It is because of these intriguing connections between apparently unrelated phenomena that, as Hawthorn wrote, I quoted ‘with approval’ a statement by two young social psychologists that ‘the social group is seen to function as a provider of social identity for its members through comparing itself and distinguishing itself, from other comparison groups, along salient dimensions which have a clear value differential.’ According to Hawthorn, I (‘once the critic of spurious scientism’) should not have given ‘such remarks the time of day’. Two questions to Hawthorn (or anybody else): in what circumstances which groups are selected for these comparisons and on which selected ‘salient dimensions’? A discussion of these questions was the whole point of the exercise.

I agree with Hawthorn when he thinks that one is stating the obvious in saying that ‘acting in terms of a group rather than in terms of self cannot be expected to play a predominant part in an individual’s behaviour unless there is present a clear cognitive structure of “us" and “them".’ But the statement is certainly not, as he writes, tautologous.
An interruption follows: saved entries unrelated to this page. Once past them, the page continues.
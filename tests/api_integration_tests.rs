//! Integration Tests for API Endpoints
//!
//! Tests full request/response cycle for each inspection endpoint.

use std::time::Duration;

use axum::{
    body::Body,
    http::{Request, StatusCode},
    Router,
};
use dashcache::{api::create_router, AppState, CacheOptions, CacheStore};
use serde_json::{json, Value};
use tower::ServiceExt;

// == Helper Functions ==

fn create_test_app() -> Router {
    create_router(AppState::new(CacheStore::new(CacheOptions::default())))
}

async fn body_to_json(body: Body) -> Value {
    let bytes = axum::body::to_bytes(body, usize::MAX).await.unwrap();
    serde_json::from_slice(&bytes).unwrap()
}

fn put_json(uri: &str, body: Value) -> Request<Body> {
    Request::builder()
        .method("PUT")
        .uri(uri)
        .header("content-type", "application/json")
        .body(Body::from(body.to_string()))
        .unwrap()
}

fn empty(method: &str, uri: &str) -> Request<Body> {
    Request::builder()
        .method(method)
        .uri(uri)
        .body(Body::empty())
        .unwrap()
}

// == SET / GET Endpoint Tests ==

#[tokio::test]
async fn test_set_endpoint_success() {
    let app = create_test_app();

    let response = app
        .oneshot(put_json("/cache", json!({"key": "chats", "value": [1, 2, 3]})))
        .await
        .unwrap();

    assert_eq!(response.status(), StatusCode::OK);
    let json = body_to_json(response.into_body()).await;
    assert_eq!(json["key"], "chats");
    assert!(json["message"].as_str().unwrap().contains("set successfully"));
}

#[tokio::test]
async fn test_get_endpoint_returns_value_and_metadata() {
    let app = create_test_app();

    let _ = app
        .clone()
        .oneshot(put_json(
            "/cache",
            json!({"key": "contacts:42", "value": {"name": "Ada"}, "ttl_ms": 60_000}),
        ))
        .await
        .unwrap();

    let response = app.oneshot(empty("GET", "/cache/contacts:42")).await.unwrap();

    assert_eq!(response.status(), StatusCode::OK);
    let json = body_to_json(response.into_body()).await;
    assert_eq!(json["key"], "contacts:42");
    assert_eq!(json["value"], json!({"name": "Ada"}));
    assert_eq!(json["access_count"], 1);
    assert!(json["approx_size_bytes"].as_u64().unwrap() > 0);
    assert!(json["ttl_remaining_ms"].as_u64().unwrap() <= 60_000);
}

#[tokio::test]
async fn test_get_endpoint_not_found() {
    let app = create_test_app();

    let response = app.oneshot(empty("GET", "/cache/nonexistent")).await.unwrap();

    assert_eq!(response.status(), StatusCode::NOT_FOUND);
    let json = body_to_json(response.into_body()).await;
    assert!(json["error"].as_str().unwrap().contains("nonexistent"));
}

// == DELETE Endpoint Tests ==

#[tokio::test]
async fn test_delete_endpoint_success() {
    let app = create_test_app();

    let _ = app
        .clone()
        .oneshot(put_json("/cache", json!({"key": "groups", "value": []})))
        .await
        .unwrap();

    let response = app
        .clone()
        .oneshot(empty("DELETE", "/cache/groups"))
        .await
        .unwrap();
    assert_eq!(response.status(), StatusCode::OK);

    let response = app.oneshot(empty("GET", "/cache/groups")).await.unwrap();
    assert_eq!(response.status(), StatusCode::NOT_FOUND);
}

#[tokio::test]
async fn test_delete_endpoint_not_found() {
    let app = create_test_app();

    let response = app
        .oneshot(empty("DELETE", "/cache/nonexistent"))
        .await
        .unwrap();

    assert_eq!(response.status(), StatusCode::NOT_FOUND);
}

#[tokio::test]
async fn test_clear_endpoint_resets_keys_and_stats() {
    let app = create_test_app();

    for key in ["a", "b", "c"] {
        let _ = app
            .clone()
            .oneshot(put_json("/cache", json!({"key": key, "value": key})))
            .await
            .unwrap();
    }
    let _ = app.clone().oneshot(empty("GET", "/cache/a")).await.unwrap();

    let response = app.clone().oneshot(empty("DELETE", "/cache")).await.unwrap();
    assert_eq!(response.status(), StatusCode::OK);

    let keys = body_to_json(
        app.clone()
            .oneshot(empty("GET", "/keys"))
            .await
            .unwrap()
            .into_body(),
    )
    .await;
    assert_eq!(keys["count"], 0);

    let stats = body_to_json(app.oneshot(empty("GET", "/stats")).await.unwrap().into_body()).await;
    assert_eq!(stats["hits"], 0);
    assert_eq!(stats["misses"], 0);
    assert_eq!(stats["entry_count"], 0);
}

// == KEYS Endpoint Tests ==

#[tokio::test]
async fn test_keys_endpoint_sorted() {
    let app = create_test_app();

    for key in ["templates", "campaigns", "chats"] {
        let _ = app
            .clone()
            .oneshot(put_json("/cache", json!({"key": key, "value": null})))
            .await
            .unwrap();
    }

    let response = app.oneshot(empty("GET", "/keys")).await.unwrap();

    assert_eq!(response.status(), StatusCode::OK);
    let json = body_to_json(response.into_body()).await;
    assert_eq!(json["count"], 3);
    assert_eq!(json["keys"], json!(["campaigns", "chats", "templates"]));
}

// == STATS Endpoint Tests ==

#[tokio::test]
async fn test_stats_endpoint() {
    let app = create_test_app();

    let _ = app
        .clone()
        .oneshot(put_json("/cache", json!({"key": "stats_key", "value": "stats_value"})))
        .await
        .unwrap();

    // Two hits, one miss
    for uri in ["/cache/stats_key", "/cache/stats_key", "/cache/nonexistent"] {
        let _ = app.clone().oneshot(empty("GET", uri)).await.unwrap();
    }

    let response = app.oneshot(empty("GET", "/stats")).await.unwrap();

    assert_eq!(response.status(), StatusCode::OK);
    let json = body_to_json(response.into_body()).await;
    assert_eq!(json["hits"], 2);
    assert_eq!(json["misses"], 1);
    assert_eq!(json["entry_count"], 1);
    assert_eq!(json["max_entries"], 1000);
    assert_eq!(json["hit_rate"].as_f64().unwrap(), 66.67);
    assert!(json["total_approx_size_bytes"].as_u64().unwrap() > 0);
}

#[tokio::test]
async fn test_stats_report_evictions() {
    let app = create_router(AppState::new(CacheStore::new(
        CacheOptions::default().with_max_entries(4),
    )));

    for i in 0..5 {
        let _ = app
            .clone()
            .oneshot(put_json("/cache", json!({"key": format!("k{}", i), "value": i})))
            .await
            .unwrap();
    }

    let json = body_to_json(app.oneshot(empty("GET", "/stats")).await.unwrap().into_body()).await;
    assert_eq!(json["evictions"], 1);
    assert_eq!(json["entry_count"], 4);
}

// == HEALTH Endpoint Tests ==

#[tokio::test]
async fn test_health_endpoint() {
    let app = create_test_app();

    let response = app.oneshot(empty("GET", "/health")).await.unwrap();

    assert_eq!(response.status(), StatusCode::OK);
    let json = body_to_json(response.into_body()).await;
    assert_eq!(json["status"].as_str().unwrap(), "healthy");
    assert!(json.get("timestamp").is_some());
}

// == Error Response Tests ==

#[tokio::test]
async fn test_invalid_json_request() {
    let app = create_test_app();

    let response = app
        .oneshot(
            Request::builder()
                .method("PUT")
                .uri("/cache")
                .header("content-type", "application/json")
                .body(Body::from(r#"{"invalid json"#))
                .unwrap(),
        )
        .await
        .unwrap();

    // Axum returns 400 or 422 for JSON parsing errors
    assert!(
        response.status() == StatusCode::BAD_REQUEST
            || response.status() == StatusCode::UNPROCESSABLE_ENTITY
    );
}

#[tokio::test]
async fn test_empty_key_request() {
    let app = create_test_app();

    let response = app
        .oneshot(put_json("/cache", json!({"key": "", "value": "test"})))
        .await
        .unwrap();

    assert_eq!(response.status(), StatusCode::BAD_REQUEST);
    let json = body_to_json(response.into_body()).await;
    assert!(json.get("error").is_some());
}

#[tokio::test]
async fn test_zero_ttl_request() {
    let app = create_test_app();

    let response = app
        .oneshot(put_json("/cache", json!({"key": "k", "value": 1, "ttl_ms": 0})))
        .await
        .unwrap();

    assert_eq!(response.status(), StatusCode::BAD_REQUEST);
}

// == TTL Expiration via API Tests ==

#[tokio::test(start_paused = true)]
async fn test_ttl_expiration_via_api() {
    let app = create_test_app();

    let set_response = app
        .clone()
        .oneshot(put_json(
            "/cache",
            json!({"key": "ttl_test", "value": "expires_soon", "ttl_ms": 1000}),
        ))
        .await
        .unwrap();
    assert_eq!(set_response.status(), StatusCode::OK);

    let get_response = app
        .clone()
        .oneshot(empty("GET", "/cache/ttl_test"))
        .await
        .unwrap();
    assert_eq!(get_response.status(), StatusCode::OK);

    tokio::time::advance(Duration::from_millis(1000)).await;

    let get_response = app
        .clone()
        .oneshot(empty("GET", "/cache/ttl_test"))
        .await
        .unwrap();
    assert_eq!(get_response.status(), StatusCode::NOT_FOUND);

    let keys = body_to_json(app.oneshot(empty("GET", "/keys")).await.unwrap().into_body()).await;
    assert_eq!(keys["count"], 0);
}

// == End-to-End over TCP ==

#[tokio::test]
async fn test_served_router_over_http() {
    let listener = tokio::net::TcpListener::bind("127.0.0.1:0").await.unwrap();
    let addr = listener.local_addr().unwrap();
    tokio::spawn(async move {
        axum::serve(listener, create_test_app()).await.unwrap();
    });

    let client = reqwest::Client::new();
    let base = format!("http://{}", addr);

    let response = client
        .put(format!("{}/cache", base))
        .json(&json!({"key": "templates", "value": ["welcome", "promo"]}))
        .send()
        .await
        .unwrap();
    assert_eq!(response.status(), reqwest::StatusCode::OK);

    let body: Value = client
        .get(format!("{}/cache/templates", base))
        .send()
        .await
        .unwrap()
        .json()
        .await
        .unwrap();
    assert_eq!(body["value"], json!(["welcome", "promo"]));

    let response = client
        .get(format!("{}/cache/missing", base))
        .send()
        .await
        .unwrap();
    assert_eq!(response.status(), reqwest::StatusCode::NOT_FOUND);

    let stats: Value = client
        .get(format!("{}/stats", base))
        .send()
        .await
        .unwrap()
        .json()
        .await
        .unwrap();
    assert_eq!(stats["hits"], 1);
    assert_eq!(stats["misses"], 1);
}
Hawthorn simply missed the point (expounded at great length in the book): one of the prime conditions when people are ready to treat others indiscriminately in terms of their group membership rather than as individuals is when for a number of reasons (also specified in the book) there exists either the reality or the perception (or both) of not being able to move at will from one social group to another. When this happens, there exists a finite number of psychological strategies and some of the conditions when they may be expected to appear are also described in the book Where is the tautology?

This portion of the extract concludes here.